I have a magnolia tree that I basically chopped down years ago. It came back. I pruned it a bit (not to the ground) last week and I guess I've decided to keep it, but I'll try to keep it small. LOL I love how it looks when it blooms, but it's just a mess when the blooms fall.
When I was doing yard-work, I found a few roses and they were just totally crazy. They were some sort of wild roses and I just pruned them all down to the ground. Gabe was saying oh don't do that. ugh I said I don't have time for these things. They're so sprawly and look ridiculous. LOL Here's what they looked like when they were "normal"
I've lost a lot of perennials due to years of neglect. In a few more weeks, I'll know what else may or may not have survived.

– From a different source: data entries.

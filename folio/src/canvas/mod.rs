// Canvas renderer: full re-render of the preview surface from the layout.
// `title`, `desc` and `body` props are stored HTML fragments and emitted as-is;
// every other prop is escaped.

use crate::model::{Block, Page, SiteState};
use crate::registry::{BlockCategory, BlockRegistry};
use crate::store::ContentStore;
use crate::util::escape_html;
use std::fmt::Write;

/// Everything the renderer reads. Built fresh for every render.
pub struct CanvasInput<'a> {
    pub page: Option<&'a Page>,
    pub layout: Vec<&'a Block>,
    pub selected: Option<&'a str>,
    pub assets: &'a SiteState,
}

impl<'a> CanvasInput<'a> {
    /// Snapshot the active page with the draft substituted for the selection.
    pub fn from_store(store: &'a ContentStore) -> Self {
        CanvasInput {
            page: store.active_page(),
            layout: store.effective_layout(),
            selected: store.selected_block_id(),
            assets: store.state(),
        }
    }
}

/// Map an accent name to its hex colour. Unknown names fall back to gold.
pub fn accent_to_hex(accent: &str) -> &'static str {
    match accent.to_ascii_lowercase().as_str() {
        "green" => "#10B981",
        "blue" => "#3B82F6",
        "purple" => "#8B5CF6",
        "red" => "#EF4444",
        _ => "#FACC15",
    }
}

/// Render the canvas. Pure: the same input always yields the same HTML.
pub fn render_canvas(input: &CanvasInput<'_>) -> String {
    let Some(page) = input.page else {
        return "<div id=\"canvasPage\"><div id=\"canvasEmpty\">Select a page to start editing.</div></div>"
            .to_string();
    };

    let mut html = format!(
        "<div id=\"canvasPage\" data-page-id=\"{}\" data-slug=\"{}\">",
        escape_html(&page.id),
        escape_html(&page.slug)
    );

    for block in &input.layout {
        let selected = input.selected == Some(block.id.as_str());
        render_block(&mut html, block, selected, input.assets);
    }

    html.push_str(
        "<div id=\"dropZone\" class=\"drop-zone\"><i class=\"fa-solid fa-plus\"></i><span>Drag here to add</span></div>",
    );
    html.push_str("</div>");
    html
}

fn render_block(html: &mut String, block: &Block, selected: bool, assets: &SiteState) {
    let class = if selected {
        "editable-block selected"
    } else {
        "editable-block"
    };
    let _ = write!(
        html,
        "<div class=\"{class} block-{}\" data-block-id=\"{}\">",
        escape_html(&block.block_type),
        escape_html(&block.id)
    );

    match block.block_type.as_str() {
        "hero" => render_hero(html, block),
        "metric" => render_metric(html, block),
        "section" => render_section(html, block),
        "cta" => render_cta(html, block),
        _ => {
            let _ = write!(
                html,
                "<div class=\"block-label\">{}</div>",
                escape_html(&block.block_type.to_uppercase())
            );
        }
    }

    render_references(html, block, assets);
    html.push_str("</div>");
}

fn render_hero(html: &mut String, block: &Block) {
    let _ = write!(
        html,
        "<div class=\"block-label\">HERO</div>\
         <div class=\"hero-bg\" style=\"background-image:url('{}')\"></div>\
         <span class=\"hero-subtitle\">{}</span>\
         <h1>{}</h1>\
         <p>{}</p>",
        escape_html(block.prop("bgImage")),
        escape_html(block.prop("subtitle")),
        block.prop("title"),
        block.prop("desc"),
    );
}

fn render_metric(html: &mut String, block: &Block) {
    let icon = match block.prop("icon") {
        "" => "fa-bolt",
        other => other,
    };
    let value = match block.prop("value") {
        "" => "—",
        other => other,
    };
    let hex = accent_to_hex(block.prop("accent"));
    let _ = write!(
        html,
        "<div class=\"block-label\">WIDGET</div>\
         <div class=\"metric-icon\" style=\"background:{hex}22;color:{hex}\"><i class=\"fa-solid {}\"></i></div>\
         <h3>{}</h3>\
         <p class=\"metric-label\">{}</p>",
        escape_html(icon),
        escape_html(value),
        escape_html(block.prop("label")),
    );
}

fn render_section(html: &mut String, block: &Block) {
    let _ = write!(
        html,
        "<div class=\"block-label\">SECTION</div>\
         <h2>{}</h2>\
         <span class=\"section-subtitle\">{}</span>\
         <div class=\"section-body\">{}</div>",
        block.prop("title"),
        escape_html(block.prop("subtitle")),
        block.prop("body"),
    );
}

fn render_cta(html: &mut String, block: &Block) {
    let _ = write!(
        html,
        "<div class=\"block-label\">CTA</div>\
         <h2>{}</h2>\
         <p>{}</p>\
         <a class=\"cta-button\" href=\"{}\">{}</a>",
        block.prop("title"),
        block.prop("body"),
        escape_html(block.prop("buttonUrl")),
        escape_html(block.prop("buttonLabel")),
    );
}

/// Resolve `imageId`/`docId`. A reference to a deleted asset renders nothing.
fn render_references(html: &mut String, block: &Block, assets: &SiteState) {
    if let Some(media) = block.image_id.as_deref().and_then(|id| assets.media(id)) {
        let _ = write!(
            html,
            "<figure class=\"block-media\"><img src=\"{}\" alt=\"{}\"></figure>",
            escape_html(&media.url),
            escape_html(&media.name)
        );
    }
    if let Some(doc) = block.doc_id.as_deref().and_then(|id| assets.doc(id)) {
        let _ = write!(
            html,
            "<a class=\"block-doc\" href=\"{}\"><i class=\"fa-solid fa-file-pdf\"></i> {}</a>",
            escape_html(&doc.url),
            escape_html(&doc.title)
        );
    }
}

/// Render the drag-source listing, grouped by category.
pub fn render_block_library(registry: &BlockRegistry) -> String {
    let mut html = String::from("<div class=\"block-library\">");
    for (category, entries) in registry.by_category() {
        let heading = match category {
            BlockCategory::Structural => "Structure",
            BlockCategory::Widgets => "Widgets",
        };
        let _ = write!(
            html,
            "<section data-category=\"{}\"><h4>{heading}</h4>",
            category.as_str()
        );
        for (name, def) in entries {
            let _ = write!(
                html,
                "<div class=\"block-tile\" draggable=\"true\" data-block-type=\"{}\"><i class=\"fa-solid {}\"></i><span>{}</span></div>",
                escape_html(name),
                escape_html(&def.icon),
                escape_html(&def.label)
            );
        }
        html.push_str("</section>");
    }
    html.push_str("</div>");
    html
}

#[cfg(test)]
mod tests {
    use super::*;
    use crate::model::demo_state;

    fn store() -> ContentStore {
        ContentStore::new(demo_state(), BlockRegistry::builtin())
    }

    #[test]
    fn test_render_is_idempotent() {
        let mut store = store();
        store.set_active_page("sustainability").unwrap();
        let id = store.layout()[1].id.clone();
        store.select_block(&id).unwrap();

        let first = render_canvas(&CanvasInput::from_store(&store));
        let second = render_canvas(&CanvasInput::from_store(&store));
        assert_eq!(first, second);
    }

    #[test]
    fn test_empty_state_without_page() {
        let input = CanvasInput {
            page: None,
            layout: Vec::new(),
            selected: None,
            assets: &SiteState::default(),
        };
        let html = render_canvas(&input);
        assert!(html.contains("canvasEmpty"));
        assert!(!html.contains("dropZone"));
    }

    #[test]
    fn test_trailing_drop_zone_on_empty_layout() {
        let mut store = store();
        let id = store.create_page("Blank").unwrap();
        store.set_active_page(&id).unwrap();
        let html = render_canvas(&CanvasInput::from_store(&store));
        assert!(html.contains("dropZone"));
        assert!(!html.contains("editable-block"));
    }

    #[test]
    fn test_draft_is_visible_and_selected() {
        let mut store = store();
        let id = store.layout()[0].id.clone();
        store.select_block(&id).unwrap();
        store.update_block_prop("title", "Live<br>preview").unwrap();

        let html = render_canvas(&CanvasInput::from_store(&store));
        assert!(html.contains("<h1>Live<br>preview</h1>"));
        assert!(html.contains("editable-block selected"));
    }

    #[test]
    fn test_metric_escapes_and_accent() {
        let mut store = store();
        store.set_active_page("sustainability").unwrap();
        let id = store.layout()[1].id.clone();
        store.select_block(&id).unwrap();
        store.update_block_prop("label", "<script>").unwrap();
        store.update_block_prop("accent", "Blue").unwrap();

        let html = render_canvas(&CanvasInput::from_store(&store));
        assert!(html.contains("&lt;script&gt;"));
        assert!(html.contains("#3B82F6"));
        assert_eq!(accent_to_hex("unknown"), "#FACC15");
    }

    #[test]
    fn test_unknown_type_renders_generic() {
        let mut state = demo_state();
        state.pages[0].layout.push(Block::new("x1", "gallery"));
        let store = ContentStore::new(state, BlockRegistry::builtin());

        let html = render_canvas(&CanvasInput::from_store(&store));
        assert!(html.contains("<div class=\"block-label\">GALLERY</div>"));
    }

    #[test]
    fn test_deleted_media_renders_without_image() {
        let mut store = store();
        store.set_active_page("about").unwrap();
        let before = render_canvas(&CanvasInput::from_store(&store));
        assert!(before.contains("block-media"));
        assert!(before.contains("Investor Presentation"));

        store.remove_media("m7").unwrap();
        let after = render_canvas(&CanvasInput::from_store(&store));
        assert!(!after.contains("block-media"));
        assert!(after.contains("Investor Presentation"));
    }

    #[test]
    fn test_block_library_groups() {
        let html = render_block_library(&BlockRegistry::builtin());
        let structural = html.find("data-category=\"structural\"").unwrap();
        let widgets = html.find("data-category=\"widgets\"").unwrap();
        assert!(structural < widgets);
        assert!(html.contains("data-block-type=\"metric\""));
    }
}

Of course my bigroot geraniums that I have never really loved thrive on neglect. LOL
For example, I had a few bleeding hearts and with all the overgrowth, I don't even know if they're still around. LOL I never looked in the spring. I did see my astilbe and azaleas made it. But I'm sort of almost starting from scratch, I guess. LOL
It's sort of funny, yet not funny, but my garden has always been a direct reflection of how my life is going. I can remember how beautiful it was for many years, then some years of complete neglect. But when I planned it originally, I did my best on selections and can remember the small feelings of joy when something would bloom even when I hadn't done a thing to care for anything. It's sort of like all my hopes and dreams are out there.
I'm thankful to even want to be out there again. I can't really explain what it means to me after years of not caring or being too busy and pouting over my shoulder restrictions since my surgery. It gives me a great sense of pride when its looking the way I want it to. I think I can get things the way I want them to again within 3 years.